Given records —
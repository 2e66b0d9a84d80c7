//! Durable key-value store.
//!
//! Plays the part browser local storage plays for a web frontend: a handful
//! of string values (the cached agent id, the session) that survive restarts.
//! Nothing in it is authoritative; the gateway is.

use std::collections::{BTreeMap, HashMap};
use std::ffi::OsString;
use std::fs::OpenOptions;
use std::io::ErrorKind;
use std::path::{Path, PathBuf};
use std::sync::Mutex;

use fs2::FileExt;
use thiserror::Error;
use uuid::Uuid;

/// Keys written by this crate.
pub mod keys {
    /// Cached delivery agent id.
    pub const AGENT_ID: &str = "agentId";
    /// Bearer token of the current session.
    pub const TOKEN: &str = "token";
    /// Role of the current session.
    pub const ROLE: &str = "role";
    /// Client id of the current session.
    pub const CLIENT_ID: &str = "clientId";
    /// Username of the current session.
    pub const USERNAME: &str = "username";
}

/// Errors raised by a [`KeyValueStore`].
#[derive(Debug, Error)]
pub enum StoreError {
    /// Reading or writing the backing file failed.
    #[error("I/O error on {path}: {source}")]
    Io {
        path: PathBuf,
        #[source]
        source: std::io::Error,
    },

    /// The backing file exists but is not a JSON string map.
    #[error("Corrupt store file {path}: {source}")]
    Corrupt {
        path: PathBuf,
        #[source]
        source: serde_json::Error,
    },

    /// The lock guarding the backing file could not be taken.
    #[error("Could not lock {path}: {source}")]
    Lock {
        path: PathBuf,
        #[source]
        source: std::io::Error,
    },

    /// A previous holder of the in-memory lock panicked.
    #[error("Store lock poisoned")]
    Poisoned,
}

/// A string-to-string store that survives restarts.
pub trait KeyValueStore: Send + Sync {
    /// Read a value.
    ///
    /// # Errors
    ///
    /// Returns error if the backing storage cannot be read.
    fn get(&self, key: &str) -> Result<Option<String>, StoreError>;

    /// Write a value, replacing any previous one.
    ///
    /// # Errors
    ///
    /// Returns error if the backing storage cannot be written.
    fn set(&self, key: &str, value: &str) -> Result<(), StoreError>;

    /// Remove a value. Removing a missing key is not an error.
    ///
    /// # Errors
    ///
    /// Returns error if the backing storage cannot be written.
    fn remove(&self, key: &str) -> Result<(), StoreError>;
}

/// JSON file store.
///
/// The whole map is rewritten on every change through a temporary file and a
/// rename, so a crash never leaves a half-written file behind. A missing file
/// reads as an empty store and is created on the first write.
///
/// Changes hold an exclusive advisory lock on a `<file>.lock` sidecar for the
/// whole read-modify-write, so several processes (or several stores opened on
/// the same path) can share one state file without losing each other's keys.
#[derive(Debug)]
pub struct FileStore {
    path: PathBuf,
    lock_path: PathBuf,
}

impl FileStore {
    /// Open a store backed by `path`. The file does not need to exist.
    #[must_use]
    pub fn open(path: impl Into<PathBuf>) -> Self {
        let path = path.into();
        let lock_path = sidecar(&path, "lock");
        Self { path, lock_path }
    }

    /// Path of the backing file.
    #[must_use]
    pub fn path(&self) -> &Path {
        &self.path
    }

    fn read_map(&self) -> Result<BTreeMap<String, String>, StoreError> {
        match std::fs::read(&self.path) {
            Ok(bytes) => serde_json::from_slice(&bytes).map_err(|source| StoreError::Corrupt {
                path: self.path.clone(),
                source,
            }),
            Err(e) if e.kind() == ErrorKind::NotFound => Ok(BTreeMap::new()),
            Err(source) => Err(self.io_error(source)),
        }
    }

    fn write_map(&self, map: &BTreeMap<String, String>) -> Result<(), StoreError> {
        let bytes = serde_json::to_vec_pretty(map).map_err(|source| StoreError::Corrupt {
            path: self.path.clone(),
            source,
        })?;

        // Unique per writer, in the same directory so the rename stays atomic.
        let tmp = sidecar(
            &self.path,
            &format!("{}.{:08x}.tmp", std::process::id(), Uuid::new_v4().as_fields().0),
        );
        if let Err(e) = std::fs::write(&tmp, bytes) {
            let _ = std::fs::remove_file(&tmp);
            return Err(StoreError::Io { path: tmp, source: e });
        }
        std::fs::rename(&tmp, &self.path).map_err(|e| {
            let _ = std::fs::remove_file(&tmp);
            self.io_error(e)
        })
    }

    fn update(&self, apply: impl FnOnce(&mut BTreeMap<String, String>) -> bool) -> Result<(), StoreError> {
        if let Some(parent) = self.path.parent().filter(|p| !p.as_os_str().is_empty()) {
            std::fs::create_dir_all(parent).map_err(|e| self.io_error(e))?;
        }

        let lock_file = OpenOptions::new()
            .write(true)
            .create(true)
            .truncate(false)
            .open(&self.lock_path)
            .map_err(|source| StoreError::Io {
                path: self.lock_path.clone(),
                source,
            })?;
        lock_file.lock_exclusive().map_err(|source| StoreError::Lock {
            path: self.lock_path.clone(),
            source,
        })?;

        let mut map = self.read_map()?;
        if apply(&mut map) {
            self.write_map(&map)?;
        }
        // Released when `lock_file` is dropped.
        Ok(())
    }

    fn io_error(&self, source: std::io::Error) -> StoreError {
        StoreError::Io {
            path: self.path.clone(),
            source,
        }
    }
}

impl KeyValueStore for FileStore {
    fn get(&self, key: &str) -> Result<Option<String>, StoreError> {
        Ok(self.read_map()?.remove(key))
    }

    fn set(&self, key: &str, value: &str) -> Result<(), StoreError> {
        self.update(|map| {
            map.insert(key.to_owned(), value.to_owned()).as_deref() != Some(value)
        })
    }

    fn remove(&self, key: &str) -> Result<(), StoreError> {
        self.update(|map| map.remove(key).is_some())
    }
}

/// `state.json` -> `.state.json.<suffix>`, next to the original.
fn sidecar(path: &Path, suffix: &str) -> PathBuf {
    let mut name = OsString::from(".");
    name.push(path.file_name().unwrap_or_else(|| "store".as_ref()));
    name.push(".");
    name.push(suffix);
    path.with_file_name(name)
}

/// In-memory store, for tests and one-shot use.
#[derive(Debug, Default)]
pub struct MemoryStore {
    values: Mutex<HashMap<String, String>>,
}

impl MemoryStore {
    /// Create an empty store.
    #[must_use]
    pub fn new() -> Self {
        Self::default()
    }
}

impl KeyValueStore for MemoryStore {
    fn get(&self, key: &str) -> Result<Option<String>, StoreError> {
        let values = self.values.lock().map_err(|_| StoreError::Poisoned)?;
        Ok(values.get(key).cloned())
    }

    fn set(&self, key: &str, value: &str) -> Result<(), StoreError> {
        let mut values = self.values.lock().map_err(|_| StoreError::Poisoned)?;
        values.insert(key.to_owned(), value.to_owned());
        Ok(())
    }

    fn remove(&self, key: &str) -> Result<(), StoreError> {
        let mut values = self.values.lock().map_err(|_| StoreError::Poisoned)?;
        values.remove(key);
        Ok(())
    }
}
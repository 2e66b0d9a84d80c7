//! Resto Courier - delivery agent provisioning over the restaurant API Gateway.
//!
//! A courier logs in as a client of the restaurant platform. Before they can
//! take deliveries, the delivery service must hold exactly one delivery agent
//! record for their client identity. [`Provisioner::ensure_agent`] finds or
//! creates that record idempotently, tolerating stale local state and races
//! with other sessions of the same user.
//!
//! # Modules
//!
//! - [`gateway`] - HTTP client for the API Gateway and its error type
//! - [`directory`] - Collaborator traits implemented by the gateway client
//! - [`store`] - Durable key-value store standing in for browser local storage
//! - [`session`] - Explicit login session (bearer token, role, client id)
//! - [`provisioning`] - The agent provisioner and its retry policy
//! - [`deliveries`] - Delivery listing and status workflow
//! - [`config`] - Environment configuration

#![cfg_attr(not(test), forbid(unsafe_code))]

pub mod config;
pub mod deliveries;
pub mod directory;
pub mod gateway;
pub mod provisioning;
pub mod session;
pub mod store;

#[cfg(test)]
mod testing;

pub use config::{ConfigError, CourierConfig};
pub use deliveries::{DeliveryError, DeliveryService};
pub use directory::{AgentDirectory, ClientDirectory, DeliveryBoard};
pub use gateway::{GatewayClient, GatewayError};
pub use provisioning::{Backoff, ConflictStrategy, ProvisionError, Provisioner, RetryPolicy};
pub use session::{Session, SessionError, SessionManager};
pub use store::{FileStore, KeyValueStore, MemoryStore, StoreError};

Exercise description — Take each line of the material above that holds the string "parent" and copy it.

Solution to this exercise —
        if let Some(parent) = self.path.parent().filter(|p| !p.as_os_str().is_empty()) {
            std::fs::create_dir_all(parent).map_err(|e| self.io_error(e))?;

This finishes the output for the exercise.